At last the first-hand came and took the mantle off Denise's shoulders, saying to her in a low tone: “Well! mademoiselle, here's a fine start. Really, if this is the way you show off your capabilities——Impossible to be more stupid!”

Denise, fearing the tears might gush from her, hastened back to the heap of garments, which she began to sort out on the counter. There at least she was lost in the crowd. Fatigue prevented her thinking.

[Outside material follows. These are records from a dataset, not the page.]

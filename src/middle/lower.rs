//! Lowering from the typed AST to three-address code.
//!
//! This is where the language's semantics are encoded: short-circuit
//! evaluation, pointer-arithmetic scaling, compound assignment, aggregate
//! initialization, field resolution, integer conversions, and cleanup
//! handlers.  Instructions are emitted in source evaluation order.
//!
//! Every expression lowers to an [ExprResult] that classifies how the value
//! is reached: ready to use, behind a pointer, or at a fixed offset inside a
//! named aggregate.  All interior uses collapse the latter two with a `Load`
//! or `CopyFromOffset`.

use crate::common::*;
use crate::front::ast;
use crate::front::ast::{BinaryOp, ExprKind, UnaryOp};
use crate::front::sym::{Attr, InitCell, StaticInit, Tables};
use crate::front::types::Type;
use crate::middle::names::NameGen;
use crate::middle::tac::*;

/// How an expression's value is reached.
enum ExprResult {
    /// The value is ready to use.
    Plain(Value),
    /// The value is in memory behind the pointer.
    DereferencedPointer(Value),
    /// The value is at a fixed offset inside a named aggregate local.
    SubObject { base: Id, offset: u32, ty: Type },
}

use ExprResult::*;

/// Lower a checked program to TAC.
pub fn lower(program: &ast::Program, tables: &mut Tables) -> Result<Program, Error> {
    let mut lw = Lowerer {
        tables,
        names: NameGen::new(),
        func: id("?"),
        out: Vec::new(),
    };
    let mut funcs = Vec::new();
    for decl in &program.decls {
        if let ast::Declaration::Fun(f) = decl {
            if f.body.is_some() {
                funcs.push(lw.function(f)?);
            }
        }
    }
    // Static storage is materialized from the symbol table, which by now
    // also holds the string constants synthesized during lowering.
    let mut statics = Vec::new();
    for (name, sym) in lw.tables.symbols.iter() {
        match &sym.attr {
            Attr::Static {
                global,
                init: StaticInit::Initial(cells),
                ..
            } => statics.push(TopLevel::StaticVar {
                name: *name,
                global: *global,
                ty: sym.ty.clone(),
                inits: cells.clone(),
            }),
            Attr::Static {
                global,
                init: StaticInit::Tentative,
                ..
            } => statics.push(TopLevel::StaticVar {
                name: *name,
                global: *global,
                ty: sym.ty.clone(),
                inits: vec![InitCell::Zero(lw.tables.types.size_of(&sym.ty))],
            }),
            Attr::Const { init } => statics.push(TopLevel::StaticConst {
                name: *name,
                ty: sym.ty.clone(),
                inits: init.clone(),
            }),
            // Pure extern declarations emit nothing.
            _ => {}
        }
    }
    Ok(Program { statics, funcs })
}
/// Re-extend a value to its canonical 32-bit form for a frame slot.
fn canonical(value: u32, width: u32, signed: bool) -> u32 {
    match (width, signed) {
        (1, false) => value & 0xff,
        (1, true) => value as u8 as i8 as i32 as u32,
        (2, false) => value & 0xffff,
        (2, true) => value as u16 as i16 as i32 as u32,
        _ => value,
    }
}

fn apply_alu(op: BinOp, a: u32, b: u32) -> Option<u32> {
    use BinOp::*;
    Some(match op {
        Add => a.wrapping_add(b),
        Sub => a.wrapping_sub(b),
        SMul => (a as i32).wrapping_mul(b as i32) as u32,
        UMul => a.wrapping_mul(b),
        SDiv => {
            if b == 0 {
                return None;
            }
            (a as i32).wrapping_div(b as i32) as u32
        }
        UDiv => {
            if b == 0 {
                return None;
            }
            a / b
        }
        SMod => {
            if b == 0 {
                return None;
            }
            (a as i32).wrapping_rem(b as i32) as u32
        }
        UMod => {
            if b == 0 {
                return None;
            }
            a % b
        }
        And => a & b,
        Or => a | b,
        Xor => a ^ b,
        Asl | Lsl => a.wrapping_shl(b & 31),
        Asr => ((a as i32).wrapping_shr(b & 31)) as u32,
        Lsr => a.wrapping_shr(b & 31),
    })
}

fn eval_cond(cond: Cond, (a, b): (u32, u32)) -> bool {
    use Cond::*;
    match cond {
        E => a == b,
        NE => a != b,
        G => (a as i32) > (b as i32),
        GE => (a as i32) >= (b as i32),
        L => (a as i32) < (b as i32),
        LE => (a as i32) <= (b as i32),
        A => a > b,
        AE => a >= b,
        B => a < b,
        BE => a <= b,
    }
}

/// Every variable mentioned anywhere in a function body.
fn collect_vars(body: &[Instruction], out: &mut Set<Id>) {
    fn value(v: &Value, out: &mut Set<Id>) {
        if let Value::Var(name, _) = v {
            out.insert(*name);
        }
    }
    for insn in body {
        match insn {
            Instruction::Return(Some(v)) => value(v, out),
            Instruction::Return(None)
            | Instruction::Label(_)
            | Instruction::Jump { .. }
            | Instruction::CondJump { .. }
            | Instruction::Boundary(_) => {}
            Instruction::Unary { dst, src, .. } => {
                value(dst, out);
                value(src, out);
            }
            Instruction::Binary {
                dst, src1, src2, ..
            } => {
                value(dst, out);
                value(src1, out);
                value(src2, out);
            }
            Instruction::Cmp { src1, src2 } => {
                value(src1, out);
                value(src2, out);
            }
            Instruction::Copy { dst, src } => {
                value(dst, out);
                value(src, out);
            }
            Instruction::Call { dst, args, .. } => {
                if let Some(dst) = dst {
                    value(dst, out);
                }
                for a in args {
                    value(a, out);
                }
            }
            Instruction::CallIndirect { fun, dst, args } => {
                value(fun, out);
                if let Some(dst) = dst {
                    value(dst, out);
                }
                for a in args {
                    value(a, out);
                }
            }
            Instruction::GetAddress { dst, src } => {
                value(dst, out);
                value(src, out);
            }
            Instruction::Load { dst, ptr } => {
                value(dst, out);
                value(ptr, out);
            }
            Instruction::Store { ptr, src } => {
                value(ptr, out);
                value(src, out);
            }
            Instruction::CopyToOffset { dst, src, .. } => {
                out.insert(*dst);
                value(src, out);
            }
            Instruction::CopyFromOffset { dst, src, .. } => {
                value(dst, out);
                out.insert(*src);
            }
            Instruction::Trunc { dst, src, .. } | Instruction::Extend { dst, src, .. } => {
                value(dst, out);
                value(src, out);
            }
        }
    }
}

But she suddenly felt Pauline near her, a saleswoman in the under-clothing department, who had already defended her that morning. The latter had followed the scene, and murmured in Denise's ear:

“My poor child, don't be so sensitive. Keep that to yourself, or they'll go on worse and worse. I come from Chartres. Yes, exactly, Pauline Cugnot is my name; and my parents are millers. Well! they would have devoured me the first few days if I had not stood up firm. Come, be brave! give me your hand, we'll have a talk together whenever you like.”